Tandis que les mots, apaisés, les mots graves, se retournent dans leur abri de mémoire, nourris d'un peu de la beauté du jour, sachant qu'ils continueront leur route, sur d'autres chemins aussi.
Et revenant au livre dans lequel j'ai glissé mes feuilles, comme si je voulais faire une lecture annotée, comme l'y fait Marcel Conche, justement, des fragments d'Héraclite : 

«   CXVI 83 (65 DK) "Besoin et satiété". Il s'agit du feu. [...] "Besoin" et "satiété" sont des contraires. Le feu est les deux contraires à la fois. Il est toujours en état de manque, et c'est pourquoi les transformations continuent indéfiniment, sans arrêt possible, et il est toujours, à chaque instant, rassasié, car il a tout ce qu'il pouvait avoir à cet instant. Le feu est "toujours vivant". Par conséquent, ce qui vaut pour le feu vaut pour la vie. Le vivant est toujours à vivre encore, car la vie ne s'épuise pas dans ce qu'il en a vécu et il aurait indéfiniment à vivre encore : la vie comme telle exclut que l'on ait à mourir. D'autre part, le vivant est à chaque instant comblé, car il a tout ce qu'à chaque instant il peut avoir. L'idée qu'en cet instant il pourrait avoir ce qu'il n'a pas n'a aucun sens. Il faut consentir au destin. Mais le destin ne concerne que ce qu'il y a eu. L'avenir appartient à la liberté.   »

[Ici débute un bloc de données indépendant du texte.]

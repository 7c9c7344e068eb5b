//! Summaries of test-run output posted back by the test entrypoint.
//!
//! Understands the libtest format (`test foo ... ok`, `test result: ...`)
//! and XCTest's `Executed N tests, with M failures` line. Output in any
//! other format yields an empty report without failures.

use regex::Regex;
use std::sync::LazyLock;

static LIBTEST_CASE: LazyLock<Regex> = LazyLock::new(|| {
    Regex::new(r"^test (\S+) \.\.\. (ok|FAILED|ignored)").expect("valid regex")
});
static LIBTEST_RESULT: LazyLock<Regex> = LazyLock::new(|| {
    Regex::new(r"^test result: (?:ok|FAILED)\. (\d+) passed; (\d+) failed").expect("valid regex")
});
static XCTEST_SUMMARY: LazyLock<Regex> = LazyLock::new(|| {
    Regex::new(r"Executed (\d+) tests?, with (\d+) failures?").expect("valid regex")
});

#[derive(Debug, Clone, Default, PartialEq, Eq)]
pub struct TestReport {
    pub passed: usize,
    pub failed: usize,
    /// Names of failed test cases, when the format lists them.
    pub failures: Vec<String>,
    /// Whether a summary line was recognized at all.
    pub recognized: bool,
}

impl TestReport {
    pub fn parse(output: &str) -> Self {
        let mut report = TestReport::default();
        let mut case_passed = 0;
        let mut case_failed = 0;
        let mut summary = None;

        for line in output.lines().map(str::trim) {
            if let Some(caps) = LIBTEST_CASE.captures(line) {
                report.recognized = true;
                match &caps[2] {
                    "ok" => case_passed += 1,
                    "FAILED" => {
                        case_failed += 1;
                        report.failures.push(caps[1].to_string());
                    }
                    _ => {}
                }
            } else if let Some(caps) = LIBTEST_RESULT.captures(line) {
                summary = Some((parse_count(&caps[1]), parse_count(&caps[2])));
            } else if let Some(caps) = XCTEST_SUMMARY.captures(line) {
                let total = parse_count(&caps[1]);
                let failed = parse_count(&caps[2]);
                summary = Some((total.saturating_sub(failed), failed));
            }
        }

        match summary {
            Some((passed, failed)) => {
                report.recognized = true;
                report.passed = passed;
                report.failed = failed;
            }
            None => {
                report.passed = case_passed;
                report.failed = case_failed;
            }
        }
        report
    }

    pub fn had_failures(&self) -> bool {
        self.failed > 0
    }
}

fn parse_count(digits: &str) -> usize {
    digits.parse().unwrap_or(usize::MAX)
}
//! Helpers shared by the commands.

use crate::cli::ConfigOverrides;
use crate::error::{CliError, Result};
use crate::ui;
use kiln_config::{ConfigDiscovery, KilnConfig};
use std::path::{Path, PathBuf};

/// Get the current working directory.
pub fn get_cwd() -> Result<PathBuf> {
    std::env::current_dir().map_err(|e| {
        CliError::Io(std::io::Error::new(
            e.kind(),
            format!("Failed to get current directory: {}", e),
        ))
    })
}

/// Load `kiln.toml` (or `explicit`), the `KILN_*` environment and the
/// command-line flags, in that order of precedence from lowest to highest.
pub fn load_settings(
    root: &Path,
    explicit: Option<&Path>,
    overrides: &ConfigOverrides,
) -> Result<KilnConfig> {
    let figment = ConfigDiscovery::new(root).figment(explicit)?;
    Ok(KilnConfig::from_figment(overrides.apply(figment))?)
}

/// Resolve configured watch paths against `root`, defaulting to `root/src`.
pub fn watch_paths(settings: &KilnConfig, root: &Path) -> Result<Vec<PathBuf>> {
    if !settings.watch.paths.is_empty() {
        return Ok(settings.watch.paths.iter().map(|p| root.join(p)).collect());
    }

    let src = root.join("src");
    if src.is_dir() {
        return Ok(vec![src]);
    }
    Err(CliError::InvalidArgument(
        "Nothing to watch\n\nHint: Pass --watch <PATH> or set `watch.paths` in kiln.toml"
            .to_string(),
    ))
}

/// Whether to open a browser for this run.
pub fn should_open_browser(settings: &KilnConfig) -> bool {
    !settings.server.skip_auto_open && !ui::is_ci()
}

/// Open `url` in the default browser. Failure is only a warning.
pub fn open_browser(url: &str) {
    use std::process::Command;

    let result = if cfg!(target_os = "macos") {
        Command::new("open").arg(url).spawn()
    } else if cfg!(target_os = "windows") {
        Command::new("cmd").args(["/C", "start", url]).spawn()
    } else {
        Command::new("xdg-open").arg(url).spawn()
    };

    match result {
        Ok(_) => tracing::debug!("Opened browser at {}", url),
        Err(e) => ui::warning(&format!("Failed to open browser: {}", e)),
    }
}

Et je comprends que l'oiseau de Georges Braque est plein de vie, saturé de vie. Et que l'art est peut-être un tremplin de la liberté.
Face au soleil, à cette heure, sur le banc, la poitrine est comme le corps d'un oiseau en vol.

Georges Braque, Oiseau Feu, Eau forte et aquatinte originales en couleurs, 1958


Commentaires

  1. Quel beau texte... plein, et pourtant léger... vivifiant... Et quelle merveilleuse chute que "Face au soleil, à cette heure, sur le banc, la poitrine est comme le corps d'un oiseau en vol." J'ai toujours eu cette sensation à la contemplation d'une oeuvre, parce que oui, "l'art est un tremplin de la liberté." (non pas peut-être, mais CERTAINEMENT, et TOUJOURS)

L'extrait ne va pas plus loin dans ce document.